When people talk about having more “community” and “democracy” I think of long boring parliamentary gatherings, and having to ask everyone’s permission before being able to do anything. Bleah!


For these reasons I was one strongly repelled by the Left, and most of my fellow freedom lovers still are to this day. Some are in the Libertarian Party; more are in the Republican Party, making a Faustian bargain with the Right.”

“Throughout history, the bigger enemy of liberty has been the political Right: the aristocrats, the slave owners, and the mercantilists. Adam Smith was a liberal,
and not just in the classical liberal sense of calling for more liberty. He also called for more economic equality. He attacked the industrial policies of his day which enriched the privileged. He stood against the feudal barons. He described policies which would reduce business profits and increase wages.

But the Left has made a similar error. Equality requires freedom. It is good to be the dictator. It is better to be the dictator for the proletariat. Where Marxists succeeded in centralizing all power and ownership to the state, the result was party leaders with enough power to make a god-emperor envious.


This was not the intent. But it was the inevitable result. Centralize all ownership and the leader gets incredible power. Attempts to mix centralized power with democracy break down because democracy is inefficient. When government has limited responsibilities, this inefficiency can be tolerated. When government is in charge of everything, a strong executive is necessary.”

Comment
You can see the conundrum in what Carl S. Milsted, Jr says. Rightwing leads to overbearing power of the state; so does leftwing; and leftwing is a threat to liberty, so is rightwing.

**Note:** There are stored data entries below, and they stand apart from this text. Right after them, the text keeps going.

//! # Configuration Module
//!
//! Engine settings with compiled defaults, optionally overridden from a TOML
//! file. Every field may be omitted from the file.
//!
//! ```toml
//! frame_size = 1024
//! tick_hz = 60.0
//! mode = "note_input"
//! sensitivity = 0.02
//! gain = 1.5
//! gate = { hysteresis = { release_ratio = 0.6 } }
//!
//! [yin]
//! threshold = 0.15
//! method = "fft"
//! ```

use std::path::{Path, PathBuf};
use std::time::Duration;

use serde::{Deserialize, Serialize};
use thiserror::Error;

use crate::engine::OperatingMode;
use crate::frame::MIN_FRAME_LEN;
use crate::pitch::YinConfig;
use crate::recording::MIN_NOTE_DURATION;
use crate::tracker::GatePolicy;

/// Accepted driver rates, in ticks per second.
pub const TICK_HZ_RANGE: std::ops::RangeInclusive<f32> = 1.0..=1000.0;

/// Configuration loading errors.
#[derive(Debug, Error)]
pub enum ConfigError {
    #[error("Failed to read config file {path}: {source}")]
    FileRead {
        path: PathBuf,
        source: std::io::Error,
    },

    #[error("Failed to parse config file {path}: {message}")]
    Parse { path: PathBuf, message: String },

    #[error("Invalid configuration: {0}")]
    Invalid(String),
}

/// Everything the engine and driver need to start.
#[derive(Debug, Clone, PartialEq, Serialize, Deserialize)]
#[serde(default)]
pub struct EngineConfig {
    /// Samples per analysis frame.
    pub frame_size: usize,
    /// Driver ticks per second.
    pub tick_hz: f32,
    /// Mode the engine starts in.
    pub mode: OperatingMode,
    /// RMS level the gate must exceed.
    pub sensitivity: f32,
    /// Microphone gain applied before measuring the level.
    pub gain: f32,
    pub monitor_enabled: bool,
    /// Exponential smoothing factor for the level meter, in `[0, 1)`.
    pub meter_smoothing: f32,
    /// Shortest recorded note in seconds.
    pub min_note_duration: f64,
    pub gate: GatePolicy,
    pub yin: YinConfig,
}

impl Default for EngineConfig {
    fn default() -> Self {
        Self {
            frame_size: 1024,
            tick_hz: 60.0,
            mode: OperatingMode::Idle,
            sensitivity: 0.01,
            gain: 1.0,
            monitor_enabled: false,
            meter_smoothing: 0.8,
            min_note_duration: MIN_NOTE_DURATION,
            gate: GatePolicy::Instantaneous,
            yin: YinConfig::default(),
        }
    }
}

impl EngineConfig {
    /// Loads a TOML file on top of the defaults and validates the result.
    pub fn load(path: &Path) -> Result<Self, ConfigError> {
        let content = std::fs::read_to_string(path).map_err(|source| ConfigError::FileRead {
            path: path.to_path_buf(),
            source,
        })?;
        let config: Self = toml::from_str(&content).map_err(|e| ConfigError::Parse {
            path: path.to_path_buf(),
            message: e.to_string(),
        })?;
        config.validate()?;
        Ok(config)
    }

    /// Serializes to TOML, e.g. to print a starting point for a config file.
    pub fn to_toml(&self) -> Result<String, ConfigError> {
        toml::to_string_pretty(self).map_err(|e| ConfigError::Invalid(e.to_string()))
    }

    /// Time between driver ticks.
    ///
    /// Fails when `tick_hz` is outside [`TICK_HZ_RANGE`].
    pub fn tick_period(&self) -> Result<Duration, ConfigError> {
        if !TICK_HZ_RANGE.contains(&self.tick_hz) {
            return Err(ConfigError::Invalid(format!(
                "tick_hz must be in [{}, {}], got {}",
                TICK_HZ_RANGE.start(),
                TICK_HZ_RANGE.end(),
                self.tick_hz
            )));
        }
        Duration::try_from_secs_f32(1.0 / self.tick_hz)
            .map_err(|e| ConfigError::Invalid(format!("tick_hz {}: {}", self.tick_hz, e)))
    }

    /// Checks value ranges that serde cannot express.
    pub fn validate(&self) -> Result<(), ConfigError> {
        let invalid = |msg: String| Err(ConfigError::Invalid(msg));

        if self.frame_size < MIN_FRAME_LEN {
            return invalid(format!(
                "frame_size must be at least {}, got {}",
                MIN_FRAME_LEN, self.frame_size
            ));
        }
        self.tick_period()?;
        if !(self.sensitivity.is_finite() && self.sensitivity >= 0.0) {
            return invalid(format!("sensitivity must be >= 0, got {}", self.sensitivity));
        }
        if !(self.gain.is_finite() && self.gain > 0.0) {
            return invalid(format!("gain must be positive, got {}", self.gain));
        }
        if !(0.0..1.0).contains(&self.meter_smoothing) {
            return invalid(format!(
                "meter_smoothing must be in [0, 1), got {}",
                self.meter_smoothing
            ));
        }
        if !(self.min_note_duration.is_finite() && self.min_note_duration >= 0.0) {
            return invalid(format!(
                "min_note_duration must be >= 0, got {}",
                self.min_note_duration
            ));
        }
        for (name, value) in [
            ("yin.threshold", self.yin.threshold),
            ("yin.fallback_ceiling", self.yin.fallback_ceiling),
        ] {
            if !(value > 0.0 && value <= 1.0) {
                return invalid(format!("{} must be in (0, 1], got {}", name, value));
            }
        }
        if let GatePolicy::Hysteresis { release_ratio } = self.gate {
            if !(release_ratio > 0.0 && release_ratio <= 1.0) {
                return invalid(format!(
                    "gate release_ratio must be in (0, 1], got {}",
                    release_ratio
                ));
            }
        }
        Ok(())
    }
}

#[cfg(test)]
mod tests {
    use super::*;
    use crate::pitch::DifferenceMethod;

    #[test]
    fn defaults_are_valid() {
        let config = EngineConfig::default();
        config.validate().unwrap();
        assert_eq!(config.frame_size, 1024);
        assert_eq!(config.yin.threshold, 0.15);
        assert_eq!(config.min_note_duration, 0.05);
        let period = config.tick_period().unwrap();
        assert!((period.as_secs_f64() - 1.0 / 60.0).abs() < 1e-6);
    }

    #[test]
    fn partial_file_keeps_defaults() {
        let config: EngineConfig = toml::from_str(
            r#"
            mode = "note_input"
            sensitivity = 0.02
            gate = { hysteresis = { release_ratio = 0.6 } }

            [yin]
            method = "fft"
            "#,
        )
        .unwrap();

        assert_eq!(config.mode, OperatingMode::NoteInput);
        assert_eq!(config.sensitivity, 0.02);
        assert_eq!(config.gate, GatePolicy::Hysteresis { release_ratio: 0.6 });
        assert_eq!(config.yin.method, DifferenceMethod::Fft);
        assert_eq!(config.yin.threshold, 0.15);
        assert_eq!(config.gain, 1.0);
        config.validate().unwrap();
    }

    #[test]
    fn toml_round_trip() {
        let config = EngineConfig {
            gate: GatePolicy::Hysteresis { release_ratio: 0.5 },
            mode: OperatingMode::Recording,
            ..EngineConfig::default()
        };
        let text = config.to_toml().unwrap();
        let restored: EngineConfig = toml::from_str(&text).unwrap();
        assert_eq!(restored, config);
    }

    #[test]
    fn rejects_out_of_range_values() {
        fn with(change: fn(&mut EngineConfig)) -> EngineConfig {
            let mut config = EngineConfig::default();
            change(&mut config);
            config
        }
        let cases = [
            with(|c| c.frame_size = 2),
            with(|c| c.tick_hz = 0.0),
            with(|c| c.tick_hz = 1e-30),
            with(|c| c.tick_hz = 5000.0),
            with(|c| c.tick_hz = f32::NAN),
            with(|c| c.gain = 0.0),
            with(|c| c.sensitivity = -0.1),
            with(|c| c.meter_smoothing = 1.0),
            with(|c| c.gate = GatePolicy::Hysteresis { release_ratio: 1.5 }),
            with(|c| c.yin.threshold = 0.0),
        ];
        for config in cases {
            let result = config.validate();
            assert!(matches!(result, Err(ConfigError::Invalid(_))), "{:?}", config);
        }
    }

    #[test]
    fn load_reports_missing_file() {
        let err = EngineConfig::load(Path::new("/nonexistent/voicekey.toml")).unwrap_err();
        assert!(matches!(err, ConfigError::FileRead { .. }));
    }
}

But somehow, equality (not defined or even scoped out) is better than inequality, which also happens to be a feature of rightwing and leftwing economics!

Into all this, I wonder why complicate everything by bringing in Adam Smith, as if something he wrote about applies and would soothe the transition from where we are now to where the ‘men of system’ (as Smith described them) intend to take us. Given that the intentions of ‘men of system’ lead to same disappointment with the outcome (a rightwing dictatorship has little to recommend it over a leftwing dictatorship), and neither left nor right are particularly promising on degrees of inequality (the Soviet Commissar thrives of coercion by state power and the siphoning off of resources to party bureaucrats; the distribution of income in a capitalist country means the very poor suffers from the coercion on the absence of resources).

I am more inclined to go along with Amartya Sen that economic development, which markets are better at, means liberty. Now I am not sure whether this is ‘right’ or ‘left’ or would make the ‘men of system’ happy; I agree with Smith that most of what make the ‘men of system’ (left or right) happy, usually makes the people they tyrannise profoundly unhappy.

If the Free Liberals want to follow the slogan: “It is time to put the liberty back into liberal, and to put liberal into libertarian”, I suggest they keep Adam Smith out of it, and pursue their goals on their own merits.